__What you will do__.
Restate word for word every line from the top of the data below down through the line that holds "pub enum PaymentOutcome".

Dataset entries
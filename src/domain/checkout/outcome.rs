//! Result of a payment submission as seen by the checkout host.

use serde::{Deserialize, Serialize};
use std::fmt;

use crate::domain::foundation::ValidationError;

/// Determinate result of one submission: the host either redirects the
/// shopper or shows an error notice.
#[derive(Debug, Clone, PartialEq, Eq, Serialize, Deserialize)]
#[serde(tag = "result", rename_all = "snake_case")]
pub enum PaymentOutcome {
    /// The provider registered the payment.
    Success { redirect_url: String },

    /// The payment was not registered.
    Failure { reason: FailureReason },
}

/// Which stage of the submission failed.
#[derive(Debug, Clone, Copy, PartialEq, Eq, Hash, Serialize, Deserialize)]
#[serde(rename_all = "snake_case")]
pub enum FailureKind {
    /// Input rejected before any network call.
    Validation,

    /// Network error or timeout talking to the provider.
    Transport,

    /// The provider answered with an error or an unusable response.
    ProviderRejection,
}

/// Displayable failure description.
#[derive(Debug, Clone, PartialEq, Eq, Serialize, Deserialize)]
pub struct FailureReason {
    pub kind: FailureKind,
    pub message: String,
}

impl PaymentOutcome {
    pub fn success(redirect_url: impl Into<String>) -> Self {
        PaymentOutcome::Success {
            redirect_url: redirect_url.into(),
        }
    }

    pub fn failure(kind: FailureKind, message: impl Into<String>) -> Self {
        PaymentOutcome::Failure {
            reason: FailureReason {
                kind,
                message: message.into(),
            },
        }
    }

    pub fn is_success(&self) -> bool {
        matches!(self, PaymentOutcome::Success { .. })
    }

    pub fn redirect_url(&self) -> Option<&str> {
        match self {
            PaymentOutcome::Success { redirect_url } => Some(redirect_url),
            PaymentOutcome::Failure { .. } => None,
        }
    }

    pub fn failure_reason(&self) -> Option<&FailureReason> {
        match self {
            PaymentOutcome::Success { .. } => None,
            PaymentOutcome::Failure { reason } => Some(reason),
        }
    }
}

impl From<ValidationError> for PaymentOutcome {
    fn from(err: ValidationError) -> Self {
        PaymentOutcome::failure(FailureKind::Validation, err.to_string())
    }
}

impl fmt::Display for FailureKind {
    fn fmt(&self, f: &mut fmt::Formatter<'_>) -> fmt::Result {
        let s = match self {
            FailureKind::Validation => "validation",
            FailureKind::Transport => "transport",
            FailureKind::ProviderRejection => "provider_rejection",
        };
        write!(f, "{}", s)
    }
}

impl fmt::Display for FailureReason {
    fn fmt(&self, f: &mut fmt::Formatter<'_>) -> fmt::Result {
        write!(f, "{}: {}", self.kind, self.message)
    }
}

#[cfg(test)]
mod tests {
    use super::*;

    #[test]
    fn success_exposes_redirect_only() {
        let outcome = PaymentOutcome::success("https://provider.example/pay/42");
        assert!(outcome.is_success());
        assert_eq!(outcome.redirect_url(), Some("https://provider.example/pay/42"));
        assert!(outcome.failure_reason().is_none());
    }

    #[test]
    fn failure_exposes_reason_only() {
        let outcome = PaymentOutcome::failure(FailureKind::Transport, "timed out");
        assert!(!outcome.is_success());
        assert!(outcome.redirect_url().is_none());
        let reason = outcome.failure_reason().unwrap();
        assert_eq!(reason.kind, FailureKind::Transport);
        assert_eq!(reason.to_string(), "transport: timed out");
    }

    #[test]
    fn validation_error_becomes_validation_failure() {
        let outcome: PaymentOutcome = ValidationError::NoLineItems.into();
        let reason = outcome.failure_reason().unwrap();
        assert_eq!(reason.kind, FailureKind::Validation);
        assert!(reason.message.contains("at least one line item"));
    }

    #[test]
    fn serializes_with_result_tag() {
        let json = serde_json::to_value(PaymentOutcome::success("https://x")).unwrap();
        assert_eq!(json["result"], "success");
        assert_eq!(json["redirect_url"], "https://x");

        let json =
            serde_json::to_value(PaymentOutcome::failure(FailureKind::Validation, "bad")).unwrap();
        assert_eq!(json["result"], "failure");
        assert_eq!(json["reason"]["kind"], "validation");
    }
}
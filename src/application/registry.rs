//! Gateway registry handed to the checkout host.
//!
//! Gateways are registered explicitly at startup; nothing is discovered
//! through global state.

use std::sync::Arc;

use thiserror::Error;

use crate::ports::{GatewayDescriptor, PaymentGateway};

/// Errors from registering gateways.
#[derive(Debug, Clone, PartialEq, Eq, Error)]
pub enum RegistryError {
    #[error("Gateway '{0}' is already registered")]
    DuplicateGateway(String),
}

/// Ordered set of gateways, keyed by id.
#[derive(Clone, Default)]
pub struct GatewayRegistry {
    gateways: Vec<Arc<dyn PaymentGateway>>,
}

impl GatewayRegistry {
    pub fn new() -> Self {
        Self::default()
    }

    /// Adds a gateway. Ids must be unique.
    pub fn register(&mut self, gateway: Arc<dyn PaymentGateway>) -> Result<(), RegistryError> {
        if self.gateways.iter().any(|g| g.id() == gateway.id()) {
            return Err(RegistryError::DuplicateGateway(gateway.id().to_string()));
        }
        tracing::debug!(gateway = gateway.id(), "Gateway registered");
        self.gateways.push(gateway);
        Ok(())
    }

    /// Builder form of [`register`](Self::register).
    pub fn with_gateway(mut self, gateway: Arc<dyn PaymentGateway>) -> Result<Self, RegistryError> {
        self.register(gateway)?;
        Ok(self)
    }

    pub fn get(&self, id: &str) -> Option<Arc<dyn PaymentGateway>> {
        self.gateways.iter().find(|g| g.id() == id).cloned()
    }

    /// Descriptors of enabled gateways, in registration order.
    pub fn available(&self) -> Vec<GatewayDescriptor> {
        self.gateways
            .iter()
            .map(|g| g.descriptor())
            .filter(|d| d.enabled)
            .collect()
    }

    pub fn len(&self) -> usize {
        self.gateways.len()
    }

    pub fn is_empty(&self) -> bool {
        self.gateways.is_empty()
    }
}
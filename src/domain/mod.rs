//! Domain layer containing checkout types and validation rules.
//!
//! # Module Organization
//!
//! - `foundation` - Shared domain primitives (identifiers, validation errors)
//! - `checkout` - Order snapshots, credentials, gateway settings and payment outcomes

pub mod checkout;
pub mod foundation;
//! PagSeguro payment provider adapter.
//!
//! Implements the `PaymentProvider` port against the PagSeguro v2 checkout
//! API:
//! - Form-encoded payment registration
//! - XML checkout and error responses
//! - Redirect URL construction for the hosted payment page
//!
//! # Security
//!
//! - The access token travels only in the request query string
//! - Transport errors are stripped of their URL before being reported
//! - Credentials are handled via `secrecy::SecretString`

mod mock_payment_provider;
mod pagseguro_adapter;
mod wire_types;

pub use mock_payment_provider::{MockPaymentProvider, RecordedRegistration};
pub use pagseguro_adapter::{PagSeguroConfig, PagSeguroEnvironment, PagSeguroPaymentAdapter};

__Task answer__.
filename src/domain/checkout/outcome.rs
//! Result of a payment submission as seen by the checkout host.

use serde::{Deserialize, Serialize};
use std::fmt;

use crate::domain::foundation::ValidationError;

/// Determinate result of one submission: the host either redirects the
/// shopper or shows an error notice.
#[derive(Debug, Clone, PartialEq, Eq, Serialize, Deserialize)]
#[serde(tag = "result", rename_all = "snake_case")]
pub enum PaymentOutcome {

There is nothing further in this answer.